For the old generation of true China hands in the United States, though, it is crystal clear that China has no intention of exporting any ideology.

In his opening remarks at a one-on-one discussion hosted by the Institute of Peace & Diplomacy in September 2021, Freeman said that "inventing... predatory ideological aspirations for China serves domestic U.S. political purposes."

"The contest between America and China is not primarily military or ideological. It is about relative national strength and performance. China seems more focused on this reality than the United States," he said.

  

Photo taken on September 17, 2021 shows the U.S. Capitol building in Washington, D.C., the United States (XINHUA)  

It was also around this time that those "China experts," already hardened by Cold War thinking and ideological bigotry, willingly accepted the lies and fabrications of Adrian Zenz, a German right-wing religious extremist who has churned out a slew of ill-founded, sensational accusations against China's Xinjiang Uygur Autonomous Region.

Adrian Zenz is not a so-called "expert on China studies," but a member of the far-right group "Victims of Communism Memorial Foundation" sponsored by the U.S. government. He is also a key figure in an anti-China organization set up by U.S. intelligence agencies and a notorious racist.

However, some U.S. experts and politicians are more than ready to accept the so-called findings of Zenz's unreviewed research that falsely claims that Xinjiang has carried out "forced sterilization" on the Uygur women despite significant rumor debunking by studies based on reliable sources.

People are programmed to believe whatever they want to believe. What distinguishes a true scholar from an imposter who pursues only self-interest is the former's dedication to the study of truth.

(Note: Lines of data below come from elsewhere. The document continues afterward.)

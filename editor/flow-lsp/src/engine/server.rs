//! LSP server implementation
//!
//! Delegates completion, hover and validation to the flow engine and keeps
//! the client's diagnostics in sync with every open document.

use super::config::{EngineConfig, SETTINGS_SECTION};
use super::convert;
use super::document::DocumentManager;
use flow_intellisense::{Engine, TRIGGER_CHARACTERS};
use tokio::sync::RwLock;
use tower_lsp::jsonrpc::Result;
use tower_lsp::lsp_types::*;
use tower_lsp::{Client, LanguageServer};

/// Flow Language Server
pub struct LspServer {
    /// LSP client for sending notifications
    client: Client,
    /// Document manager
    documents: DocumentManager,
    /// Completion, hover and validation engine
    engine: Engine,
    /// Engine configuration, replaced on initialize and configuration changes
    config: RwLock<EngineConfig>,
}

/// Capabilities announced on initialize
pub fn server_capabilities() -> ServerCapabilities {
    ServerCapabilities {
        text_document_sync: Some(TextDocumentSyncCapability::Options(
            TextDocumentSyncOptions {
                open_close: Some(true),
                change: Some(TextDocumentSyncKind::FULL),
                will_save: None,
                will_save_wait_until: None,
                save: None,
            },
        )),

        completion_provider: Some(CompletionOptions {
            trigger_characters: Some(TRIGGER_CHARACTERS.iter().map(|c| c.to_string()).collect()),
            resolve_provider: Some(false),
            work_done_progress_options: WorkDoneProgressOptions::default(),
            all_commit_characters: None,
            completion_item: None,
        }),

        hover_provider: Some(HoverProviderCapability::Simple(true)),
        ..ServerCapabilities::default()
    }
}

impl LspServer {
    /// Create a new LSP server
    pub fn new(client: Client, engine: Engine) -> Self {
        Self::with_config(client, engine, EngineConfig::default())
    }

    /// Create with configuration
    pub fn with_config(client: Client, engine: Engine, config: EngineConfig) -> Self {
        Self {
            client,
            documents: DocumentManager::new(),
            engine,
            config: RwLock::new(config),
        }
    }

    /// Publish diagnostics for a document, replacing the previous set
    async fn publish_diagnostics(&self, uri: &Url) {
        let Some(state) = self.documents.get(uri) else {
            return;
        };
        if !self.config.read().await.validates(&state.language_id) {
            return;
        }

        let doc = state.text_document();
        let diagnostics: Vec<_> = self
            .engine
            .validate(&doc)
            .iter()
            .map(|diag| convert::to_lsp_diagnostic(&doc, uri, diag))
            .collect();

        tracing::debug!("Publishing {} diagnostic(s) for {}", diagnostics.len(), uri);
        self.client
            .publish_diagnostics(uri.clone(), diagnostics, Some(state.version))
            .await;
    }

    /// Apply a client settings payload, logging rather than failing on bad input
    async fn apply_client_settings(&self, payload: &serde_json::Value) {
        let mut config = self.config.write().await;
        match config.apply_client_settings(payload) {
            Ok(true) => tracing::info!("Applied {} settings: {:?}", SETTINGS_SECTION, config.settings),
            Ok(false) => {}
            Err(e) => tracing::warn!("Ignoring client settings: {}", e),
        }
    }
}

#[tower_lsp::async_trait]
impl LanguageServer for LspServer {
    async fn initialize(&self, params: InitializeParams) -> Result<InitializeResult> {
        let workspace_discovery = self.config.read().await.engine.workspace_discovery;

        // Workspace config file first, then the client's initialization options
        if workspace_discovery {
            if let Some(root_path) = params.root_uri.and_then(|uri| uri.to_file_path().ok()) {
                match EngineConfig::load_default(&root_path) {
                    Ok(config) => *self.config.write().await = config,
                    Err(e) => tracing::warn!("Using default config: {}", e),
                }
            }
        }
        if let Some(options) = &params.initialization_options {
            self.apply_client_settings(options).await;
        }

        let name = self.config.read().await.engine.name.clone();
        tracing::info!("{} initializing", name);

        Ok(InitializeResult {
            capabilities: server_capabilities(),
            server_info: Some(ServerInfo {
                name,
                version: Some(env!("CARGO_PKG_VERSION").to_string()),
            }),
        })
    }

    async fn initialized(&self, _: InitializedParams) {
        let name = self.config.read().await.engine.name.clone();
        tracing::info!("{} initialized with {} elements", name, self.engine.data().len());
        self.client
            .log_message(MessageType::INFO, format!("{} ready", name))
            .await;
    }

    async fn shutdown(&self) -> Result<()> {
        tracing::info!("{} shutting down", self.config.read().await.engine.name);
        Ok(())
    }

    async fn did_open(&self, params: DidOpenTextDocumentParams) {
        let doc = params.text_document;

        tracing::debug!("Document opened: {} ({})", doc.uri, doc.language_id);
        self.documents
            .open(doc.uri.clone(), doc.text, doc.version, doc.language_id);
        self.publish_diagnostics(&doc.uri).await;
    }

    async fn did_change(&self, params: DidChangeTextDocumentParams) {
        let uri = params.text_document.uri;
        let version = params.text_document.version;

        // Full sync: the last change holds the whole text.
        if let Some(change) = params.content_changes.into_iter().last() {
            if self.documents.update(&uri, change.text, version) {
                self.publish_diagnostics(&uri).await;
            }
        }
    }

    async fn did_close(&self, params: DidCloseTextDocumentParams) {
        let uri = params.text_document.uri;
        tracing::debug!("Document closed: {}", uri);
        self.documents.close(&uri);
        self.client.publish_diagnostics(uri, vec![], None).await;
    }

    async fn did_change_configuration(&self, params: DidChangeConfigurationParams) {
        self.apply_client_settings(&params.settings).await;
    }

    async fn completion(&self, params: CompletionParams) -> Result<Option<CompletionResponse>> {
        let uri = &params.text_document_position.text_document.uri;
        let Some(doc) = self.documents.snapshot(uri) else {
            return Ok(None);
        };

        let position = convert::from_lsp_position(&doc, params.text_document_position.position);
        let trigger = params
            .context
            .as_ref()
            .and_then(|ctx| ctx.trigger_character.as_deref());
        let settings = self.config.read().await.settings;

        let result = self.engine.complete(&doc, position, trigger, &settings);
        if result.is_empty() {
            return Ok(None);
        }

        let items = result
            .items
            .iter()
            .map(|item| convert::to_lsp_completion(&doc, item))
            .collect();

        Ok(Some(CompletionResponse::List(CompletionList {
            is_incomplete: result.is_incomplete,
            items,
        })))
    }

    async fn hover(&self, params: HoverParams) -> Result<Option<Hover>> {
        let uri = &params.text_document_position_params.text_document.uri;
        let Some(doc) = self.documents.snapshot(uri) else {
            return Ok(None);
        };

        let position =
            convert::from_lsp_position(&doc, params.text_document_position_params.position);

        Ok(self
            .engine
            .hover(&doc, position)
            .map(|info| convert::to_lsp_hover(&doc, &info)))
    }
}
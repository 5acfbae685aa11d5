//! Schema types for flow elements.
//!
//! This module contains the data structures describing known elements:
//! - [`ElementMeta`] - One element (tag) and its attributes
//! - [`AttributeMeta`] - One attribute, its type and allowed values
//! - [`AttributeValues`] - Flat options or multi-value slots
//!
//! Every JSON object is read into an [`IndexMap`]: slot order of multi-value
//! attributes and the order of required attributes in generated snippets
//! both follow declaration order.

use indexmap::IndexMap;
use serde::{Deserialize, Deserializer};
use std::fmt;

/// Element definition.
#[derive(Debug, Clone, Deserialize)]
#[serde(rename_all = "camelCase")]
pub struct ElementMeta {
    /// Human readable title (e.g., "Button")
    #[serde(default)]
    pub title: String,

    /// Short description
    #[serde(default)]
    pub description: String,

    /// URL to documentation
    #[serde(default)]
    pub doc_link: String,

    /// Catalogue category (e.g., "Layout")
    #[serde(default)]
    pub category: String,

    /// Child elements generated inside a tag snippet
    #[serde(default)]
    pub subtags: Vec<String>,

    /// Attributes pre-filled in a tag snippet
    #[serde(default)]
    pub defaults: Vec<String>,

    /// Attribute definitions in declaration order
    #[serde(default)]
    pub attributes: IndexMap<String, AttributeMeta>,
}

impl ElementMeta {
    pub fn attribute(&self, name: &str) -> Option<&AttributeMeta> {
        self.attributes.get(name)
    }

    /// Names of required attributes in declaration order.
    pub fn required_attributes(&self) -> impl Iterator<Item = &str> {
        self.attributes
            .iter()
            .filter(|(_, attr)| attr.is_required)
            .map(|(name, _)| name.as_str())
    }
}

/// Attribute type.
///
/// Type names outside the known set are kept verbatim so hover can show them.
#[derive(Debug, Clone, PartialEq, Eq, Default, Deserialize)]
#[serde(from = "String")]
pub enum AttributeType {
    /// Bare attribute with no value (`<f-icon clickable>`)
    Flag,
    /// Event handler, bound with `@`
    Method,
    Boolean,
    #[default]
    String,
    Number,
    Other(String),
}

impl AttributeType {
    pub fn as_str(&self) -> &str {
        match self {
            AttributeType::Flag => "flag",
            AttributeType::Method => "method",
            AttributeType::Boolean => "boolean",
            AttributeType::String => "string",
            AttributeType::Number => "number",
            AttributeType::Other(name) => name,
        }
    }
}

impl From<String> for AttributeType {
    fn from(value: String) -> Self {
        match value.as_str() {
            "flag" => AttributeType::Flag,
            "method" => AttributeType::Method,
            "boolean" => AttributeType::Boolean,
            "string" => AttributeType::String,
            "number" => AttributeType::Number,
            _ => AttributeType::Other(value),
        }
    }
}

impl fmt::Display for AttributeType {
    fn fmt(&self, f: &mut fmt::Formatter<'_>) -> fmt::Result {
        f.write_str(self.as_str())
    }
}

/// Documentation for one literal option of an attribute.
#[derive(Debug, Clone, Default, PartialEq)]
pub struct ValueMeta {
    pub description: Option<String>,
}

/// The `values` of an attribute.
#[derive(Debug, Clone)]
pub enum AttributeValues {
    /// Flat enumeration of literal options
    Options(IndexMap<String, ValueMeta>),
    /// Space separated composite value; one sub-attribute per slot
    Slots(IndexMap<String, AttributeMeta>),
}

/// Attribute definition.
#[derive(Debug, Clone, Deserialize)]
#[serde(from = "RawAttributeMeta")]
pub struct AttributeMeta {
    pub description: Option<String>,
    pub is_required: bool,
    pub attr_type: AttributeType,
    pub default: Option<String>,
    pub multi_values: bool,
    pub values: Option<AttributeValues>,
}

impl AttributeMeta {
    /// Flat options, if this attribute enumerates literal values.
    pub fn options(&self) -> Option<&IndexMap<String, ValueMeta>> {
        match &self.values {
            Some(AttributeValues::Options(options)) => Some(options),
            _ => None,
        }
    }

    /// Value slots, if this is a multi-value attribute.
    pub fn slots(&self) -> Option<&IndexMap<String, AttributeMeta>> {
        match &self.values {
            Some(AttributeValues::Slots(slots)) => Some(slots),
            _ => None,
        }
    }

    pub fn is_method(&self) -> bool {
        self.attr_type == AttributeType::Method
    }
}

/// Wire shape of an attribute.
///
/// `values` entries are decoded as attributes first; a plain value entry
/// (`{ "description": ... }`) is a valid attribute with every other field
/// defaulted, and `multiValues` decides which interpretation is kept.
#[derive(Deserialize)]
#[serde(rename_all = "camelCase")]
struct RawAttributeMeta {
    #[serde(default)]
    description: Option<String>,
    #[serde(default)]
    is_required: bool,
    #[serde(rename = "type", default)]
    attr_type: AttributeType,
    #[serde(default, deserialize_with = "deserialize_default_value")]
    default: Option<String>,
    #[serde(default)]
    multi_values: bool,
    #[serde(default)]
    values: Option<IndexMap<String, AttributeMeta>>,
}

impl From<RawAttributeMeta> for AttributeMeta {
    fn from(raw: RawAttributeMeta) -> Self {
        let values = raw.values.map(|values| {
            if raw.multi_values {
                AttributeValues::Slots(values)
            } else {
                AttributeValues::Options(
                    values
                        .into_iter()
                        .map(|(key, meta)| {
                            (
                                key,
                                ValueMeta {
                                    description: meta.description,
                                },
                            )
                        })
                        .collect(),
                )
            }
        });

        Self {
            description: raw.description,
            is_required: raw.is_required,
            attr_type: raw.attr_type,
            default: raw.default,
            multi_values: raw.multi_values,
            values,
        }
    }
}

/// Custom deserializer for default values that can be string, number, or bool
fn deserialize_default_value<'de, D>(deserializer: D) -> Result<Option<String>, D::Error>
where
    D: Deserializer<'de>,
{
    use serde::de::Error;

    let value: Option<serde_json::Value> = Option::deserialize(deserializer)?;

    match value {
        None | Some(serde_json::Value::Null) => Ok(None),
        Some(serde_json::Value::String(s)) => Ok(Some(s)),
        Some(serde_json::Value::Number(n)) => Ok(Some(n.to_string())),
        Some(serde_json::Value::Bool(b)) => Ok(Some(b.to_string())),
        Some(_) => Err(D::Error::custom("unexpected type for default value")),
    }
}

As the old generation of China experts in America retires, some are concerned that a new generation of U.S. scholars who truly understand China has yet to emerge.

"These pseudo-experts clamoring for their voices to be heard only add to the noise and make it increasingly difficult for policymakers and the average reader alike to come to informed conclusions about China and its relationship with the United States," Wang said.

Everyone who understands the importance of keeping China-U.S. relations on track should keep such an admonishment by an old China hand in mind.